*YOUR TASK*
The data below holds a line containing "assert_eq!(narrow_ff, narrow_ffff);" and a line containing "let mut stream = InstStream::new(&[]);"; please quote exactly those two lines and every line between them, and nothing else.

*** Opening of DATA EXCERPTS ***

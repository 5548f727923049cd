// Internal imports
use crate::decode::{decode, InstStream};
use crate::instruction::{AddressExpr, Immediate, Instruction, Op, Operand};
use crate::settings::DecodeSettings;

/// Decode a stream and compare the rendered text of each instruction.
fn check_decode(inst_stream: &[u8], expected_insts: &[&str]) {
    let decode_settings = DecodeSettings {
        verbose: true,
        ..Default::default()
    };
    let insts = decode(inst_stream, &decode_settings).unwrap();
    assert_eq!(insts.len(), expected_insts.len(), "instruction count");
    for (inst_num, (inst, expected_inst)) in std::iter::zip(&insts, expected_insts).enumerate() {
        let actual_inst = inst.to_string();
        println!("-------------------------Inst {inst_num}-------------------------------");
        println!("Expected inst: {}", expected_inst);
        println!("Actual   inst: {}", actual_inst);
        if actual_inst != *expected_inst {
            println!("{:#?}", inst);
        }
        assert_eq!(actual_inst, *expected_inst);
    }
}

/// Decode a stream and compare instructions structurally.
fn check_decode_insts(inst_stream: &[u8], expected_insts: &[Instruction]) {
    let insts = decode(inst_stream, &DecodeSettings::default()).unwrap();
    assert_eq!(insts.len(), expected_insts.len(), "instruction count");
    for (inst_num, (inst, expected_inst)) in std::iter::zip(&insts, expected_insts).enumerate() {
        assert_eq!(inst, expected_inst, "instruction mismatch at index {inst_num}");
    }
}

#[test]
fn test_mov_rm_to_reg() {
    // Assembled from reg-to-reg, no-displacement, displaced, and
    // direct-address movs
    let inst_stream = [
        0x89, 0xd8, 0x89, 0xeb, 0x89, 0xfe, 0x88, 0xe3, //
        0x88, 0xc4, 0x88, 0xd1, 0x8b, 0x00, 0x8b, 0x19, //
        0x89, 0x0a, 0x89, 0x13, 0x89, 0x3d, 0x8b, 0x40, //
        0x64, 0x89, 0x59, 0xf6, 0x8b, 0x99, 0x80, 0x3e, //
        0x89, 0x87, 0x0a, 0xb6, 0x89, 0x2e, 0xb7, 0x34, //
        0x8b, 0x2e, 0x27, 0x00,
    ];
    let expected_insts = [
        // reg to reg
        Instruction::new(Op::Mov, Operand::reg(0, true), Operand::reg(3, true)),
        Instruction::new(Op::Mov, Operand::reg(3, true), Operand::reg(5, true)),
        Instruction::new(Op::Mov, Operand::reg(6, true), Operand::reg(7, true)),
        Instruction::new(Op::Mov, Operand::reg(3, false), Operand::reg(4, false)),
        Instruction::new(Op::Mov, Operand::reg(4, false), Operand::reg(0, false)),
        Instruction::new(Op::Mov, Operand::reg(1, false), Operand::reg(2, false)),
        // address without displacement to/from reg
        Instruction::new(Op::Mov, Operand::reg(0, true), Operand::mem(AddressExpr::BxSi, 0)),
        Instruction::new(Op::Mov, Operand::reg(3, true), Operand::mem(AddressExpr::BxDi, 0)),
        Instruction::new(Op::Mov, Operand::mem(AddressExpr::BpSi, 0), Operand::reg(1, true)),
        Instruction::new(Op::Mov, Operand::mem(AddressExpr::BpDi, 0), Operand::reg(2, true)),
        Instruction::new(Op::Mov, Operand::mem(AddressExpr::Di, 0), Operand::reg(7, true)),
        // address with displacement to/from reg
        Instruction::new(Op::Mov, Operand::reg(0, true), Operand::mem(AddressExpr::BxSi, 100)),
        Instruction::new(Op::Mov, Operand::mem(AddressExpr::BxDi, -10), Operand::reg(3, true)),
        Instruction::new(Op::Mov, Operand::reg(3, true), Operand::mem(AddressExpr::BxDi, 16000)),
        Instruction::new(Op::Mov, Operand::mem(AddressExpr::Bx, -18934), Operand::reg(0, true)),
        // direct address
        Instruction::new(Op::Mov, Operand::mem(AddressExpr::Direct, 13495), Operand::reg(5, true)),
        Instruction::new(Op::Mov, Operand::reg(5, true), Operand::mem(AddressExpr::Direct, 39)),
    ];
    check_decode_insts(&inst_stream, &expected_insts);

    let expected_text = [
        "mov ax, bx",
        "mov bx, bp",
        "mov si, di",
        "mov bl, ah",
        "mov ah, al",
        "mov cl, dl",
        "mov ax, [bx + si]",
        "mov bx, [bx + di]",
        "mov [bp + si], cx",
        "mov [bp + di], dx",
        "mov [di], di",
        "mov ax, [bx + si + 100]",
        "mov [bx + di - 10], bx",
        "mov bx, [bx + di + 16000]",
        "mov [bx - 18934], ax",
        "mov [13495], bp",
        "mov bp, [39]",
    ];
    check_decode(&inst_stream, &expected_text);
}

#[test]
fn test_mov_immediate() {
    let inst_stream = [
        0xb1, 0x0c, // mov cl, 12
        0xb9, 0x0c, 0x00, // mov cx, 12
        0xc6, 0x03, 0x07, // mov [bp + di], byte 7
        0xc7, 0x85, 0xe5, 0x19, 0x5c, 0x0c, // mov [di + 6629], word 3164
    ];
    let expected_insts = [
        "mov cl, byte 12",
        "mov cx, word 12",
        "mov [bp + di], byte 7",
        "mov [di + 6629], word 3164",
    ];
    check_decode(&inst_stream, &expected_insts);
}

#[test]
fn test_mov_accumulator() {
    // Accumulator moves carry an implied direct address
    let inst_stream = [
        0xa1, 0xfb, 0x09, // mov ax, [2555]
        0xa3, 0x0f, 0x00, // mov [15], ax
        0xa0, 0x7b, 0x00, // mov al, [123]
    ];
    let expected_insts = ["mov ax, [2555]", "mov [15], ax", "mov al, [123]"];
    check_decode(&inst_stream, &expected_insts);
}

#[test]
fn test_mov_segment_reg() {
    let inst_stream = [0x8e, 0xd8, 0x8c, 0xc0];
    let expected_insts = ["mov ds, ax", "mov ax, es"];
    check_decode(&inst_stream, &expected_insts);
}

#[test]
fn test_arithmetic() {
    let inst_stream = [
        0x01, 0xd9, // add cx, bx
        0x83, 0xc1, 0x05, // add cx, 5 (sign-extended immediate)
        0x81, 0xc1, 0x39, 0x30, // add cx, 12345
        0x04, 0x09, // add al, 9
        0x05, 0xe8, 0x03, // add ax, 1000
        0x29, 0xd9, // sub cx, bx
        0x83, 0xef, 0x0a, // sub di, 10
        0x3b, 0x4e, 0x02, // cmp cx, [bp + 2]
        0x85, 0xdb, // test bx, bx
        0xa8, 0x01, // test al, 1
    ];
    let expected_insts = [
        "add cx, bx",
        "add cx, byte 5",
        "add cx, word 12345",
        "add al, byte 9",
        "add ax, word 1000",
        "sub cx, bx",
        "sub di, byte 10",
        "cmp cx, [bp + 2]",
        "test bx, bx",
        "test al, byte 1",
    ];
    check_decode(&inst_stream, &expected_insts);
}

#[test]
fn test_stack_ops() {
    let inst_stream = [
        0x50, // push ax
        0x5b, // pop bx
        0xff, 0x36, 0x10, 0x00, // push word [16]
        0xff, 0x71, 0x04, // push word [bx + di + 4]
        0x8f, 0x06, 0x20, 0x00, // pop word [32]
        0x1e, // push ds
        0x07, // pop es
    ];
    let expected_insts = [
        "push ax",
        "pop bx",
        "push word [16]",
        "push word [bx + di + 4]",
        "pop word [32]",
        "push ds",
        "pop es",
    ];
    check_decode(&inst_stream, &expected_insts);
}

#[test]
fn test_xchg() {
    let inst_stream = [0x87, 0xca, 0x91, 0x93];
    let expected_insts = ["xchg dx, cx", "xchg ax, cx", "xchg ax, bx"];
    check_decode(&inst_stream, &expected_insts);
}

#[test]
fn test_in_out() {
    let inst_stream = [
        0xe4, 0x14, // in al, 20
        0xe5, 0x14, // in ax, 20
        0xec, // in al, dx
        0xee, // out dx, al
        0xe6, 0x2c, // out 44, al
    ];
    let expected_insts = [
        "in al, byte 20",
        "in ax, byte 20",
        "in al, dx",
        "out dx, al",
        "out byte 44, al",
    ];
    check_decode(&inst_stream, &expected_insts);
}

#[test]
fn test_unary_group() {
    let inst_stream = [
        0x40, // inc ax
        0x4b, // dec bx
        0xfe, 0x06, 0x10, 0x00, // inc byte [16]
        0xf7, 0xdb, // neg bx
        0xf6, 0x26, 0x05, 0x00, // mul byte [5]
        0xf7, 0x66, 0x02, // mul word [bp + 2]
    ];
    let expected_insts = [
        "inc ax",
        "dec bx",
        "inc byte [16]",
        "neg bx",
        "mul byte [5]",
        "mul word [bp + 2]",
    ];
    check_decode(&inst_stream, &expected_insts);
}

#[test]
fn test_shifts() {
    // Shift/rotate counts of 1 are implicit in the encoding; the
    // decoder injects them as a byte immediate
    let inst_stream = [
        0xd1, 0xe0, // shl ax, 1
        0xd1, 0x27, // shl word [bx], 1
        0xd0, 0x2e, 0x0a, 0x00, // shr byte [10], 1
    ];
    let expected_insts = [
        "shl ax, byte 1",
        "shl word [bx], byte 1",
        "shr byte [10], byte 1",
    ];
    check_decode(&inst_stream, &expected_insts);
}

#[test]
fn test_misc_ops() {
    let inst_stream = [
        0x8d, 0x81, 0x8c, 0x05, // lea ax, [bx + di + 1420]
        0xd7, // xlat
        0x9f, // lahf
        0x9e, // sahf
        0x9c, // pushf
        0x9d, // popf
    ];
    let expected_insts = [
        "lea ax, [bx + di + 1420]",
        "xlat",
        "lahf",
        "sahf",
        "pushf",
        "popf",
    ];
    check_decode(&inst_stream, &expected_insts);
}

#[test]
fn test_direction_bit_symmetry() {
    // Both encodings of `mov ax, bx`: d=0 with reg=bx/rm=ax, and d=1
    // with reg=ax/rm=bx
    let d0 = decode(&[0x89, 0xd8], &DecodeSettings::default()).unwrap();
    let d1 = decode(&[0x8b, 0xc3], &DecodeSettings::default()).unwrap();
    assert_eq!(d0, d1);
    assert_eq!(d0[0].to_string(), "mov ax, bx");
}

#[test]
fn test_displacement_width_policy() {
    // mod=01: 1-byte displacement, sign-extended
    let insts = decode(&[0x8b, 0x40, 0xf6], &DecodeSettings::default()).unwrap();
    assert_eq!(insts[0].operands[1], Operand::mem(AddressExpr::BxSi, -10));
    // mod=10: 2-byte displacement
    let insts = decode(&[0x8b, 0x80, 0x00, 0x01], &DecodeSettings::default()).unwrap();
    assert_eq!(insts[0].operands[1], Operand::mem(AddressExpr::BxSi, 256));
    // mod=00 rm=110: direct address, 2-byte displacement, no expression
    let insts = decode(&[0x8b, 0x2e, 0x27, 0x00], &DecodeSettings::default()).unwrap();
    assert_eq!(insts[0].operands[1], Operand::mem(AddressExpr::Direct, 39));
    // mod=11: never a memory operand
    let insts = decode(&[0x8b, 0xc3], &DecodeSettings::default()).unwrap();
    assert_eq!(insts[0].operands[1], Operand::reg(3, true));
}

#[test]
fn test_immediate_equality() {
    // Byte immediates compare under truncation to the low byte
    let narrow_ff = Immediate {
        value: 0x00ff,
        wide: false,
    };
    let narrow_ffff = Immediate {
        value: 0xffff,
        wide: false,
    };
    assert_eq!(narrow_ff, narrow_ffff);

    // Word immediates compare all 16 bits
    let wide_ff = Immediate {
        value: 0x00ff,
        wide: true,
    };
    let wide_ffff = Immediate {
        value: 0xffff,
        wide: true,
    };
    assert_ne!(wide_ff, wide_ffff);

    // Differing widths never compare equal
    assert_ne!(narrow_ff, wide_ff);
}

#[test]
fn test_end_of_stream() {
    let mut stream = InstStream::new(&[]);
    assert!(stream.next_instruction().unwrap().is_none());

    // A clean end right after a full instruction is not an error
    let insts = decode(&[0x89, 0xd8], &DecodeSettings::default()).unwrap();
    assert_eq!(insts.len(), 1);
}

#[test]
fn test_unmatched_opcode_halts() {
    // 0xf4 (hlt) is not in the format table
    let bytes = [0x89, 0xd8, 0xf4];
    let mut stream = InstStream::new(&bytes);
    let inst = stream.next_instruction().unwrap().unwrap();
    assert_eq!(inst.to_string(), "mov ax, bx");
    assert_eq!(stream.position(), 2);

    // The failure is reported and the cursor does not advance past the
    // last good instruction
    assert!(stream.next_instruction().is_err());
    assert_eq!(stream.position(), 2);
}

#[test]
fn test_truncated_instruction_fails_loudly() {
    // mod=10 promises a 2-byte displacement but only 1 byte remains
    let mut stream = InstStream::new(&[0x8b, 0x86, 0x10]);
    assert!(stream.next_instruction().is_err());
}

*** Close of DATA EXCERPTS ***

*RESPONSE*
    assert_eq!(narrow_ff, narrow_ffff);

    // Word immediates compare all 16 bits
    let wide_ff = Immediate {
        value: 0x00ff,
        wide: true,
    };
    let wide_ffff = Immediate {
        value: 0xffff,
        wide: true,
    };
    assert_ne!(wide_ff, wide_ffff);

    // Differing widths never compare equal
    assert_ne!(narrow_ff, wide_ff);
}

#[test]
fn test_end_of_stream() {
    let mut stream = InstStream::new(&[]);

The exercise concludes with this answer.